アロマターゼ阻害剤が乳ガンの予防に有効

(2013年12月) "Lancet" 誌に掲載された英国の研究によると、アロマターゼ阻害剤の1つであるアナストロゾール(アリミデックスなど)が乳ガンの(再発ではなく)新規発症の予防にも有効です。

4,000人近い女性を2つのグループに分けてアナストロゾールまたはプラシーボを5年間にわたって服用してもらったところ、プラシーボを服用したグループでは85人が乳ガンになったのに対して、アナストロゾールを服用したグループで乳ガンになったのは40人(53%のリスク減少)だったのです。

過去の研究では、同じくアロマターゼ阻害剤の一種であるエクセメスタン(商品名アロマシン)に、今回の結果と同程度の、そしてタモキシフェン(乳ガン予防薬としての歴史が最も長い)以上の乳ガン予防効果が認められています。

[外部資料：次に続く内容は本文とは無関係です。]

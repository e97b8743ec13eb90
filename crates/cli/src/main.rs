mod cmd;
mod output;

use std::path::PathBuf;

use anyhow::{Context, Result};
use clap::{Parser, Subcommand};
use tracing_subscriber::EnvFilter;

use kgitops_lib::config::Settings;

use crate::output::OutputFormat;

/// GitOps synchronization for Keptn
#[derive(Parser)]
#[command(name = "kgitops")]
#[command(author, version, about, long_about = None)]
struct Cli {
  /// Enable verbose output
  #[arg(short, long, global = true)]
  verbose: bool,

  /// Output format
  #[arg(short, long, global = true, value_enum, default_value_t = OutputFormat::Text)]
  output: OutputFormat,

  /// Directory of the resource store
  #[arg(long, global = true, env = "KGITOPS_STORE_DIR")]
  store_dir: Option<PathBuf>,

  /// Control plane URL used when no Instance manifest names one
  #[arg(long, global = true, env = "KEPTN_API_URL")]
  api_url: Option<String>,

  #[command(subcommand)]
  command: Commands,
}

#[derive(Subcommand)]
enum Commands {
  /// Register or update a KeptnGitRepository manifest
  Register {
    /// YAML file holding one or more KeptnGitRepository documents
    file: PathBuf,
  },

  /// Run one apply pass for a registered repository
  Sync {
    /// Name of the KeptnGitRepository
    name: String,
  },

  /// Reconcile every registered repository until interrupted
  Watch,

  /// Show repository sync status and record counts
  Status {
    /// Only show this repository
    name: Option<String>,
  },

  /// Deliver a promoted artifact to a stage branch
  Deliver {
    #[arg(long)]
    project: String,
    #[arg(long)]
    stage: String,
    #[arg(long)]
    service: String,
    #[arg(long)]
    version: String,
    #[arg(long)]
    config_version: Option<String>,
  },
}

fn main() -> Result<()> {
  let cli = Cli::parse();

  let default_level = if cli.verbose { "debug" } else { "warn" };
  tracing_subscriber::fmt()
    .with_env_filter(EnvFilter::try_from_default_env().unwrap_or_else(|_| EnvFilter::new(default_level)))
    .with_writer(std::io::stderr)
    .without_time()
    .init();

  let mut settings = Settings::from_env().context("Invalid environment configuration")?;
  if let Some(store_dir) = cli.store_dir {
    settings.store_dir = store_dir;
  }
  if cli.api_url.is_some() {
    settings.api_url = cli.api_url;
  }

  let result = match cli.command {
    Commands::Register { file } => cmd::cmd_register(&settings, &file, cli.output),
    Commands::Sync { name } => cmd::cmd_sync(&settings, &name, cli.output),
    Commands::Watch => cmd::cmd_watch(&settings),
    Commands::Status { name } => cmd::cmd_status(&settings, name.as_deref(), cli.verbose, cli.output),
    Commands::Deliver {
      project,
      stage,
      service,
      version,
      config_version,
    } => cmd::cmd_deliver(
      &settings,
      &project,
      cmd::DeliverArgs {
        stage,
        service,
        version,
        config_version,
      },
      cli.output,
    ),
  };

  if let Err(e) = &result {
    output::print_error(&format!("{e:#}"));
    std::process::exit(1);
  }
  Ok(())
}
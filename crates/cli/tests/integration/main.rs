mod common;
mod deliver_tests;
mod register_tests;
mod status_tests;
mod sync_tests;
//! The external deployment control plane.
//!
//! Deployments are started by POSTing a trigger event; the response carries
//! the correlation context that groups every stage of one rollout.

mod client;
mod types;

pub use client::{ControlPlane, ControlPlaneError, Endpoint, HttpControlPlane};
pub use types::{ConfigurationChange, CreateEventResponse, EventData, TriggerEvent, event_type};
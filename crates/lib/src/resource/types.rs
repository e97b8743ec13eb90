//! Resource record types.
//!
//! A [`Record`] is the stored form of every resource kind: identity, the
//! desired spec, observed status, annotations and an optional owner.

use std::collections::BTreeMap;
use std::fmt;
use std::io;
use std::path::PathBuf;

use serde::de::DeserializeOwned;
use serde::{Deserialize, Serialize};
use serde_json::Value;
use thiserror::Error;

use crate::consts::LAST_APPLIED_HASH_ANNOTATION;
use crate::util::hash::SpecHash;

#[derive(Debug, Clone, Copy, PartialEq, Eq, PartialOrd, Ord, Hash, Serialize, Deserialize)]
pub enum Kind {
  GitRepository,
  Instance,
  Sequence,
  Stage,
  Project,
  Service,
  SequenceExecution,
  ScheduledExecution,
  ServiceDeployment,
  DeploymentContext,
}

impl Kind {
  pub const ALL: [Kind; 10] = [
    Kind::GitRepository,
    Kind::Instance,
    Kind::Sequence,
    Kind::Stage,
    Kind::Project,
    Kind::Service,
    Kind::SequenceExecution,
    Kind::ScheduledExecution,
    Kind::ServiceDeployment,
    Kind::DeploymentContext,
  ];

  /// Manifest `kind` string.
  pub fn as_str(self) -> &'static str {
    match self {
      Kind::GitRepository => "KeptnGitRepository",
      Kind::Instance => "KeptnInstance",
      Kind::Sequence => "KeptnSequence",
      Kind::Stage => "KeptnStage",
      Kind::Project => "KeptnProject",
      Kind::Service => "KeptnService",
      Kind::SequenceExecution => "KeptnSequenceExecution",
      Kind::ScheduledExecution => "KeptnScheduledExec",
      Kind::ServiceDeployment => "KeptnServiceDeployment",
      Kind::DeploymentContext => "KeptnDeploymentContext",
    }
  }

  /// Human-readable name used in events.
  pub fn label(self) -> &'static str {
    match self {
      Kind::GitRepository => "git repository",
      Kind::Instance => "instance",
      Kind::Sequence => "sequence",
      Kind::Stage => "stage",
      Kind::Project => "project",
      Kind::Service => "service",
      Kind::SequenceExecution => "sequence execution",
      Kind::ScheduledExecution => "scheduled execution",
      Kind::ServiceDeployment => "service deployment",
      Kind::DeploymentContext => "deployment context",
    }
  }

  pub fn from_manifest_kind(kind: &str) -> Option<Kind> {
    Kind::ALL.into_iter().find(|k| k.as_str() == kind)
  }
}

impl fmt::Display for Kind {
  fn fmt(&self, f: &mut fmt::Formatter<'_>) -> fmt::Result {
    f.write_str(self.as_str())
  }
}

/// Identity of a record. Also used as an owner reference.
#[derive(Debug, Clone, PartialEq, Eq, PartialOrd, Ord, Hash, Serialize, Deserialize)]
pub struct ObjectKey {
  pub kind: Kind,
  pub name: String,
}

impl ObjectKey {
  pub fn new(kind: Kind, name: impl Into<String>) -> Self {
    Self {
      kind,
      name: name.into(),
    }
  }
}

impl fmt::Display for ObjectKey {
  fn fmt(&self, f: &mut fmt::Formatter<'_>) -> fmt::Result {
    write!(f, "{}/{}", self.kind, self.name)
  }
}

#[derive(Debug, Clone, PartialEq, Serialize, Deserialize)]
#[serde(rename_all = "camelCase")]
pub struct Record {
  pub kind: Kind,
  pub name: String,
  #[serde(default, skip_serializing_if = "BTreeMap::is_empty")]
  pub annotations: BTreeMap<String, String>,
  #[serde(default, skip_serializing_if = "Option::is_none")]
  pub owner: Option<ObjectKey>,
  pub spec: Value,
  #[serde(default, skip_serializing_if = "Value::is_null")]
  pub status: Value,
  /// Optimistic concurrency token. Zero until the record is first stored.
  #[serde(default)]
  pub resource_version: u64,
}

impl Record {
  pub fn new(kind: Kind, name: impl Into<String>, spec: Value) -> Self {
    Self {
      kind,
      name: name.into(),
      annotations: BTreeMap::new(),
      owner: None,
      spec,
      status: Value::Null,
      resource_version: 0,
    }
  }

  pub fn with_owner(mut self, owner: ObjectKey) -> Self {
    self.owner = Some(owner);
    self
  }

  pub fn key(&self) -> ObjectKey {
    ObjectKey::new(self.kind, self.name.clone())
  }

  pub fn last_applied_hash(&self) -> Option<&str> {
    self.annotations.get(LAST_APPLIED_HASH_ANNOTATION).map(String::as_str)
  }

  pub fn set_last_applied_hash(&mut self, hash: &SpecHash) {
    self
      .annotations
      .insert(LAST_APPLIED_HASH_ANNOTATION.to_string(), hash.0.clone());
  }

  pub fn spec_as<T: DeserializeOwned>(&self) -> Result<T, StoreError> {
    serde_json::from_value(self.spec.clone()).map_err(|source| StoreError::Decode {
      key: self.key(),
      source,
    })
  }

  /// Decode the status, treating an absent status as the default.
  pub fn status_as<T: DeserializeOwned + Default>(&self) -> Result<T, StoreError> {
    if self.status.is_null() {
      return Ok(T::default());
    }
    serde_json::from_value(self.status.clone()).map_err(|source| StoreError::Decode {
      key: self.key(),
      source,
    })
  }

  pub fn set_status<T: Serialize>(&mut self, status: &T) -> Result<(), StoreError> {
    self.status = serde_json::to_value(status).map_err(|source| StoreError::Encode {
      key: self.key(),
      source,
    })?;
    Ok(())
  }
}

#[derive(Debug, Error)]
pub enum StoreError {
  #[error("{key} already exists")]
  AlreadyExists { key: ObjectKey },

  #[error("{key} not found")]
  NotFound { key: ObjectKey },

  #[error("conflict writing {key}: expected version {expected}, found {actual}")]
  Conflict { key: ObjectKey, expected: u64, actual: u64 },

  #[error("failed to decode {key}: {source}")]
  Decode {
    key: ObjectKey,
    #[source]
    source: serde_json::Error,
  },

  #[error("failed to encode {key}: {source}")]
  Encode {
    key: ObjectKey,
    #[source]
    source: serde_json::Error,
  },

  #[error("failed to create store directory {path}: {source}")]
  CreateDir {
    path: PathBuf,
    #[source]
    source: io::Error,
  },

  #[error("failed to read {path}: {source}")]
  Read {
    path: PathBuf,
    #[source]
    source: io::Error,
  },

  #[error("failed to write {path}: {source}")]
  Write {
    path: PathBuf,
    #[source]
    source: io::Error,
  },

  #[error("failed to parse {path}: {source}")]
  Parse {
    path: PathBuf,
    #[source]
    source: serde_json::Error,
  },

  #[error("failed to lock store at {path}: {source}")]
  Lock {
    path: PathBuf,
    #[source]
    source: io::Error,
  },
}

impl StoreError {
  pub fn is_conflict(&self) -> bool {
    matches!(self, StoreError::Conflict { .. } | StoreError::AlreadyExists { .. })
  }
}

この研究においてアナストロゾールを5年間最後まで服用したのは70%でしたが、この数字はプラシーボのグループよりも少し低い程度です。 アロマターゼ阻害剤は骨折のリスクが増加する原因となるため、アナストロゾールを服用した女性の多くは骨を強化する薬も飲んでいました。

アナストロゾールを服用したグループの方が確かに関節痛やホットフラッシュになる人が多かったのですが、プラシーボのグループにもこれらの症状が出る人が珍しくなかった(いずれのグループでも半数以上)ことから、関節痛やホットフラッシュは必ずしもアナストロゾールの副作用ではなく、更年期障害や加齢による部分もあると考えられます。

プラシーボのグループよりもアナストロゾールのグループで顕著に多かったのは、手根管症候群ドライアイでしたが、これらの発症数は関節痛やホットフラッシュほどではありませんでした。

この研究には、アリミデックスのメーカーである AstraZeneca社が資金を一部提供しています。 さらに、研究グループには AstraZeneca PLC から報酬をもらっている人が幾人か含まれていました。